Patient voice in drug development is an integral component of both regulatory guidance and development pathways for rare disease therapies. This study provides insights from the Your Voice study in Duchenne muscular dystrophy (DMD) to allow the translation of disease burden to measurable outcomes for patients with ambulatory, transitional, and non-ambulatory functional statuses. When patients were asked what they wished a drug could do, all broadly wanted improved muscle function. Unfortunately, muscle cannot be regenerated at higher stages of DMD, thus, it is important to further define the broad concept of improved muscle function in a way that is meaningful to patients from each functional group.

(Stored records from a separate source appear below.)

//! Read projections of the order aggregate.
//!
//! Views are plain serializable data handed to calling layers; they carry
//! everything a client renders (names included) so readers never walk the
//! aggregate or re-fetch collaborators.

use serde::{Deserialize, Serialize};

use crate::delivery::{Address, DeliveryStatus};
use crate::order::{Order, OrderStatus};
use crate::store::MemberRecord;
use crate::types::{CouponCode, ItemId, ItemName, MemberId, MemberName, Money, OrderId, Timestamp};

/// One order line as rendered to clients.
#[derive(Debug, Clone, PartialEq, Eq, Serialize, Deserialize)]
pub struct OrderLineView {
    /// Item identity.
    pub item_id: ItemId,
    /// Item name as it read at order time.
    pub item_name: ItemName,
    /// Unit price snapshot.
    pub unit_price: Money,
    /// Ordered quantity.
    pub quantity: u32,
    /// `unit_price × quantity`.
    pub line_total: Money,
}

/// Delivery details as rendered to clients.
#[derive(Debug, Clone, PartialEq, Eq, Serialize, Deserialize)]
pub struct DeliveryView {
    /// Shipping address.
    pub address: Address,
    /// Current shipment status.
    pub status: DeliveryStatus,
}

/// The full order read projection.
#[derive(Debug, Clone, PartialEq, Eq, Serialize, Deserialize)]
pub struct OrderView {
    /// Order identity.
    pub order_id: OrderId,
    /// Ordering member's identity.
    pub member_id: MemberId,
    /// Ordering member's display name.
    pub member_name: MemberName,
    /// The ordered lines.
    pub lines: Vec<OrderLineView>,
    /// Delivery address and status.
    pub delivery: DeliveryView,
    /// When the order was placed.
    pub ordered_at: Timestamp,
    /// Current order status.
    pub status: OrderStatus,
    /// Code of the applied coupon, if any.
    pub coupon_code: Option<CouponCode>,
    /// Discount taken off the total (zero without a coupon).
    pub discount_amount: Money,
    /// The amount the member pays.
    pub total_price: Money,
}

impl OrderView {
    /// Project an aggregate plus its member record into a view.
    pub fn project(order: &Order, member: &MemberRecord) -> Self {
        Self {
            order_id: order.id().clone(),
            member_id: order.member_id().clone(),
            member_name: member.name.clone(),
            lines: order
                .lines()
                .iter()
                .map(|line| OrderLineView {
                    item_id: line.item_id().clone(),
                    item_name: line.item_name().clone(),
                    unit_price: line.unit_price(),
                    quantity: line.quantity().value(),
                    line_total: line.line_total(),
                })
                .collect(),
            delivery: DeliveryView {
                address: order.delivery().address().clone(),
                status: order.delivery().status(),
            },
            ordered_at: order.ordered_at(),
            status: order.status(),
            coupon_code: order.coupon().map(|applied| applied.code.clone()),
            discount_amount: order.discount_amount(),
            total_price: order.total_price(),
        }
    }
}
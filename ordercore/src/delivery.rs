//! Delivery record and its state machine.
//!
//! A `Delivery` belongs to exactly one order: it is created when the order
//! is placed and lives and dies with it. The state machine walks
//! `PLACED → CONFIRMED → SHIPPED → DELIVERED`, with `CANCELED` reachable
//! only from the first two states. Forward transitions are driven by an
//! external fulfillment process; this module enforces the guards.

use nutype::nutype;
use serde::{Deserialize, Serialize};
use std::fmt::Display;

use crate::errors::{OrderError, OrderResult};

/// City or region line of a shipping address.
#[nutype(
    sanitize(trim),
    validate(not_empty, len_char_max = 100),
    derive(
        Debug,
        Clone,
        PartialEq,
        Eq,
        Display,
        AsRef,
        Deref,
        Serialize,
        Deserialize,
        TryFrom
    )
)]
pub struct City(String);

/// Street line of a shipping address.
#[nutype(
    sanitize(trim),
    validate(not_empty, len_char_max = 200),
    derive(
        Debug,
        Clone,
        PartialEq,
        Eq,
        Display,
        AsRef,
        Deref,
        Serialize,
        Deserialize,
        TryFrom
    )
)]
pub struct Street(String);

/// Postal code of a shipping address.
#[nutype(
    sanitize(trim),
    validate(not_empty, len_char_max = 20),
    derive(
        Debug,
        Clone,
        PartialEq,
        Eq,
        Display,
        AsRef,
        Deref,
        Serialize,
        Deserialize,
        TryFrom
    )
)]
pub struct ZipCode(String);

/// A structured shipping address.
///
/// Every field is non-blank by construction; "blank address" rejections
/// happen at the boundary, not inside the aggregate.
#[derive(Debug, Clone, PartialEq, Eq, Serialize, Deserialize)]
pub struct Address {
    /// City or region.
    pub city: City,
    /// Street line.
    pub street: Street,
    /// Postal code.
    pub zip_code: ZipCode,
}

impl Address {
    /// Assemble an address from its validated fields.
    pub const fn new(city: City, street: Street, zip_code: ZipCode) -> Self {
        Self {
            city,
            street,
            zip_code,
        }
    }
}

/// Shipment status of one delivery.
#[derive(Debug, Clone, Copy, PartialEq, Eq, Hash, Serialize, Deserialize)]
pub enum DeliveryStatus {
    /// Order placed; nothing has moved yet.
    Placed,
    /// Fulfillment confirmed the order.
    Confirmed,
    /// The parcel left the warehouse.
    Shipped,
    /// The parcel arrived. Terminal.
    Delivered,
    /// The order was cancelled before shipping. Terminal.
    Canceled,
}

impl DeliveryStatus {
    /// Whether the order can still be cancelled in this state.
    pub const fn allows_cancellation(self) -> bool {
        matches!(self, Self::Placed | Self::Confirmed)
    }

    /// Whether the shipping address can still be changed in this state.
    pub const fn allows_address_update(self) -> bool {
        matches!(self, Self::Placed | Self::Confirmed)
    }

    /// Whether no further transition is defined from this state.
    pub const fn is_terminal(self) -> bool {
        matches!(self, Self::Delivered | Self::Canceled)
    }
}

impl Display for DeliveryStatus {
    fn fmt(&self, f: &mut std::fmt::Formatter<'_>) -> std::fmt::Result {
        match self {
            Self::Placed => write!(f, "PLACED"),
            Self::Confirmed => write!(f, "CONFIRMED"),
            Self::Shipped => write!(f, "SHIPPED"),
            Self::Delivered => write!(f, "DELIVERED"),
            Self::Canceled => write!(f, "CANCELED"),
        }
    }
}

impl std::str::FromStr for DeliveryStatus {
    type Err = crate::errors::ValidationError;

    fn from_str(s: &str) -> Result<Self, Self::Err> {
        match s {
            "PLACED" => Ok(Self::Placed),
            "CONFIRMED" => Ok(Self::Confirmed),
            "SHIPPED" => Ok(Self::Shipped),
            "DELIVERED" => Ok(Self::Delivered),
            "CANCELED" => Ok(Self::Canceled),
            other => Err(crate::errors::ValidationError::Custom(format!(
                "unknown delivery status '{other}'"
            ))),
        }
    }
}

/// The delivery attached to one order.
#[derive(Debug, Clone, PartialEq, Eq, Serialize, Deserialize)]
pub struct Delivery {
    address: Address,
    status: DeliveryStatus,
}

impl Delivery {
    /// Create a delivery in the initial `PLACED` state.
    pub const fn new(address: Address) -> Self {
        Self {
            address,
            status: DeliveryStatus::Placed,
        }
    }

    /// Rebuild a delivery from stored state.
    ///
    /// For storage adapters; does not re-run transition guards.
    pub const fn restore(address: Address, status: DeliveryStatus) -> Self {
        Self { address, status }
    }

    /// Current shipment status.
    pub const fn status(&self) -> DeliveryStatus {
        self.status
    }

    /// Current shipping address.
    pub const fn address(&self) -> &Address {
        &self.address
    }

    /// Replace the shipping address.
    ///
    /// Allowed only while the delivery is `PLACED` or `CONFIRMED`.
    pub fn change_address(&mut self, address: Address) -> OrderResult<()> {
        if !self.status.allows_address_update() {
            return Err(OrderError::InvalidStateForUpdate {
                status: self.status,
            });
        }
        self.address = address;
        Ok(())
    }

    /// Cancel the delivery.
    ///
    /// Allowed only while the delivery is `PLACED` or `CONFIRMED`;
    /// `CANCELED` is terminal.
    pub fn cancel(&mut self) -> OrderResult<()> {
        if !self.status.allows_cancellation() {
            return Err(OrderError::CancellationNotAllowed {
                status: self.status,
            });
        }
        self.status = DeliveryStatus::Canceled;
        Ok(())
    }

    /// Fulfillment confirmed the order.
    pub fn confirm(&mut self) -> OrderResult<()> {
        self.step(DeliveryStatus::Placed, DeliveryStatus::Confirmed)
    }

    /// The parcel left the warehouse.
    pub fn ship(&mut self) -> OrderResult<()> {
        self.step(DeliveryStatus::Confirmed, DeliveryStatus::Shipped)
    }

    /// The parcel arrived.
    pub fn deliver(&mut self) -> OrderResult<()> {
        self.step(DeliveryStatus::Shipped, DeliveryStatus::Delivered)
    }

    // Forward transitions accept only their immediate predecessor state.
    fn step(&mut self, from: DeliveryStatus, to: DeliveryStatus) -> OrderResult<()> {
        if self.status != from {
            return Err(OrderError::InvalidTransition {
                from: self.status,
                to,
            });
        }
        self.status = to;
        Ok(())
    }
}
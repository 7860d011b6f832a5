//! Order lifecycle walkthrough against the in-memory adapters:
//! seed a member, an item, and a coupon, place a discounted order,
//! then cancel it and watch the stock come back.

use anyhow::Result;
use ordercore::delivery::{Address, City, Street, ZipCode};
use ordercore::{
    Coupon, CouponCode, ItemId, ItemName, ItemRecord, MemberId, MemberName, MemberRecord, Money,
    OrderService, PlaceOrder, Quantity,
};
use ordercore_memory::InMemoryStore;
use tracing::{info, Level};
use tracing_subscriber::FmtSubscriber;

#[tokio::main]
async fn main() -> Result<()> {
    let subscriber = FmtSubscriber::builder()
        .with_max_level(Level::DEBUG)
        .finish();
    tracing::subscriber::set_global_default(subscriber)?;

    let store = InMemoryStore::new();

    let member_id = MemberId::try_new("MBR-KIM".to_string())?;
    store.put_member(MemberRecord::new(
        member_id.clone(),
        MemberName::try_new("Kim Youngsoo".to_string())?,
    ));

    let item_id = ItemId::try_new("ITM-JPABOOK".to_string())?;
    store.put_item(ItemRecord::new(
        item_id.clone(),
        ItemName::try_new("JPA Programming".to_string())?,
        Money::from_cents(2_000_000)?,
        10,
    ));

    store.put_coupon(Coupon::flat(
        CouponCode::try_new("WELCOME-5000".to_string())?,
        Money::from_cents(500_000)?,
    ));

    let service = OrderService::new(store.clone(), store.clone(), store.clone(), store.clone());

    info!("placing an order for 3 copies with the welcome coupon");
    let address = Address::new(
        City::try_new("Seoul".to_string())?,
        Street::try_new("123 Teheran-ro".to_string())?,
        ZipCode::try_new("06234".to_string())?,
    );
    let view = service
        .place_order(
            PlaceOrder::new(member_id.clone(), item_id.clone(), Quantity::new(3)?, address)
                .with_coupon(CouponCode::try_new("WELCOME-5000".to_string())?),
        )
        .await?;

    info!(
        order = %view.order_id,
        total = %view.total_price,
        discount = %view.discount_amount,
        stock_left = store.stock_of(&item_id).unwrap_or(0),
        "order placed"
    );

    info!("cancelling the order");
    service.cancel_order(&view.order_id, &member_id).await?;
    info!(
        stock_left = store.stock_of(&item_id).unwrap_or(0),
        "stock restored after cancellation"
    );

    Ok(())
}
//! `OrderCore` — the order lifecycle engine of a marketplace backend.
//!
//! The crate owns the one subsystem of the marketplace with real
//! invariants: placing an order reserves stock atomically, attaches a
//! delivery with its own state machine, optionally applies a coupon
//! discount, and supports cancellation that releases the reservation
//! again. Everything else (members, items, boards, chat) is a
//! collaborator consumed by reference through the storage ports.
//!
//! Storage is pluggable: `ordercore-memory` backs tests and development,
//! `ordercore-postgres` backs production.

#![forbid(unsafe_code)]
#![warn(missing_docs)]

pub mod coupon;
pub mod delivery;
pub mod errors;
pub mod order;
pub mod service;
pub mod store;
pub mod types;
pub mod view;

pub use coupon::{Coupon, Discount};
pub use delivery::{Address, City, Delivery, DeliveryStatus, Street, ZipCode};
pub use errors::{
    CouponIneligibility, OrderError, OrderResult, ServiceError, ServiceResult, StoreError,
    StoreResult, ValidationError,
};
pub use order::{AppliedCoupon, Order, OrderLine, OrderStatus};
pub use service::{OrderService, PlaceOrder};
pub use store::{
    CouponCatalog, ItemRecord, MemberDirectory, MemberRecord, OrderStore, Page, PageRequest,
    PageSize, SortOrder, StockLedger,
};
pub use types::{
    CouponCode, DiscountRate, ItemId, ItemName, MemberId, MemberName, Money, OrderId, Quantity,
    Timestamp,
};
pub use view::{DeliveryView, OrderLineView, OrderView};
//! In-memory storage adapters for the `OrderCore` order engine.
//!
//! This crate implements every storage port from `ordercore` against one
//! process-local map, useful for tests, examples, and development where
//! persistence is not required.
//!
//! All four ports share a single `RwLock`, so `reserve` performs its
//! check-and-decrement under one exclusive guard — the in-memory
//! equivalent of the conditional `UPDATE` the PostgreSQL adapter issues.

#![forbid(unsafe_code)]
#![warn(missing_docs)]
#![allow(clippy::significant_drop_tightening)]

use std::collections::HashMap;
use std::sync::{Arc, RwLock};

use async_trait::async_trait;
use ordercore::errors::{StoreError, StoreResult};
use ordercore::store::{
    CouponCatalog, ItemRecord, MemberDirectory, MemberRecord, OrderStore, Page, PageRequest,
    SortOrder, StockLedger,
};
use ordercore::{Coupon, CouponCode, ItemId, MemberId, Order, OrderId, Quantity};

#[derive(Debug, Default)]
struct MemoryState {
    items: HashMap<ItemId, ItemRecord>,
    orders: HashMap<OrderId, Order>,
    coupons: HashMap<CouponCode, Coupon>,
    members: HashMap<MemberId, MemberRecord>,
}

/// Thread-safe in-memory implementation of all `ordercore` storage ports.
///
/// Clones share the same underlying storage.
#[derive(Debug, Clone, Default)]
pub struct InMemoryStore {
    state: Arc<RwLock<MemoryState>>,
}

impl InMemoryStore {
    /// Create a new empty store.
    pub fn new() -> Self {
        Self::default()
    }

    /// Seed or replace an item.
    pub fn put_item(&self, item: ItemRecord) {
        let mut state = self.state.write().expect("RwLock poisoned");
        state.items.insert(item.id.clone(), item);
    }

    /// Seed or replace a member.
    pub fn put_member(&self, member: MemberRecord) {
        let mut state = self.state.write().expect("RwLock poisoned");
        state.members.insert(member.id.clone(), member);
    }

    /// Seed or replace a coupon.
    pub fn put_coupon(&self, coupon: Coupon) {
        let mut state = self.state.write().expect("RwLock poisoned");
        state.coupons.insert(coupon.code.clone(), coupon);
    }

    /// Current stock of an item, if it exists. Intended for assertions.
    pub fn stock_of(&self, id: &ItemId) -> Option<u32> {
        let state = self.state.read().expect("RwLock poisoned");
        state.items.get(id).map(|item| item.stock)
    }
}

#[async_trait]
impl StockLedger for InMemoryStore {
    async fn item(&self, id: &ItemId) -> StoreResult<Option<ItemRecord>> {
        let state = self.state.read().expect("RwLock poisoned");
        Ok(state.items.get(id).cloned())
    }

    async fn reserve(&self, id: &ItemId, quantity: Quantity) -> StoreResult<()> {
        // One exclusive guard spans the check and the decrement, so two
        // racing reservations can never both observe the same stock.
        let mut state = self.state.write().expect("RwLock poisoned");
        let item = state
            .items
            .get_mut(id)
            .ok_or_else(|| StoreError::ItemNotFound(id.clone()))?;

        let requested = quantity.value();
        if item.stock < requested {
            return Err(StoreError::InsufficientStock {
                item: id.clone(),
                requested,
                available: item.stock,
            });
        }
        item.stock -= requested;
        Ok(())
    }

    async fn release(&self, id: &ItemId, quantity: Quantity) -> StoreResult<()> {
        let mut state = self.state.write().expect("RwLock poisoned");
        let item = state
            .items
            .get_mut(id)
            .ok_or_else(|| StoreError::ItemNotFound(id.clone()))?;

        item.stock = item.stock.checked_add(quantity.value()).ok_or_else(|| {
            StoreError::Internal(format!("stock overflow releasing {quantity} of {id}"))
        })?;
        Ok(())
    }
}

#[async_trait]
impl CouponCatalog for InMemoryStore {
    async fn find_by_code(&self, code: &CouponCode) -> StoreResult<Option<Coupon>> {
        let state = self.state.read().expect("RwLock poisoned");
        Ok(state.coupons.get(code).cloned())
    }
}

#[async_trait]
impl MemberDirectory for InMemoryStore {
    async fn find(&self, id: &MemberId) -> StoreResult<Option<MemberRecord>> {
        let state = self.state.read().expect("RwLock poisoned");
        Ok(state.members.get(id).cloned())
    }
}

#[async_trait]
impl OrderStore for InMemoryStore {
    async fn insert(&self, order: &Order) -> StoreResult<()> {
        let mut state = self.state.write().expect("RwLock poisoned");
        if state.orders.contains_key(order.id()) {
            return Err(StoreError::Internal(format!(
                "order '{}' already exists",
                order.id()
            )));
        }
        state.orders.insert(order.id().clone(), order.clone());
        Ok(())
    }

    async fn find(&self, id: &OrderId) -> StoreResult<Option<Order>> {
        let state = self.state.read().expect("RwLock poisoned");
        Ok(state.orders.get(id).cloned())
    }

    async fn save(&self, order: &Order) -> StoreResult<()> {
        let mut state = self.state.write().expect("RwLock poisoned");
        let slot = state
            .orders
            .get_mut(order.id())
            .ok_or_else(|| StoreError::OrderNotFound(order.id().clone()))?;
        *slot = order.clone();
        Ok(())
    }

    async fn list_by_member(
        &self,
        member: &MemberId,
        request: &PageRequest,
    ) -> StoreResult<Page<Order>> {
        let state = self.state.read().expect("RwLock poisoned");
        let mut matching: Vec<Order> = state
            .orders
            .values()
            .filter(|order| order.member_id() == member)
            .cloned()
            .collect();

        // UUIDv7 order ids break timestamp ties deterministically.
        matching.sort_by(|a, b| (a.ordered_at(), a.id()).cmp(&(b.ordered_at(), b.id())));
        if request.sort == SortOrder::NewestFirst {
            matching.reverse();
        }

        let total_items =
            u64::try_from(matching.len()).map_err(|e| StoreError::Internal(e.to_string()))?;
        let offset =
            usize::try_from(request.offset()).map_err(|e| StoreError::Internal(e.to_string()))?;
        let limit = u32::from(request.size) as usize;
        let items: Vec<Order> = matching.into_iter().skip(offset).take(limit).collect();

        Ok(Page::new(items, request, total_items))
    }
}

To establish measurable outcomes of a broad concept like improved muscle function, we looked at comments across functional groups to determine if specific comments could provide guidance. In the Ambulatory group, 6 concepts were mentioned (0% specific). In the transitional group, 7 concepts were mentioned (43% specific), with respondents noting items such as improvement in upper body strength and the ability to raise their arms. In the non-ambulatory group, 7 concepts were mentioned (57% specific) including improvement or maintenance of upper body strength, stability, and dexterity.
This illustrates that while patients with DMD desire improved muscle function, outcomes can be measured differently for each functional group that correlates with the current abilities of each patient. This is an invaluable approach in providing guidance for drug companies to streamline the drug development process for what is meaningful to patients from each functional group with DMD.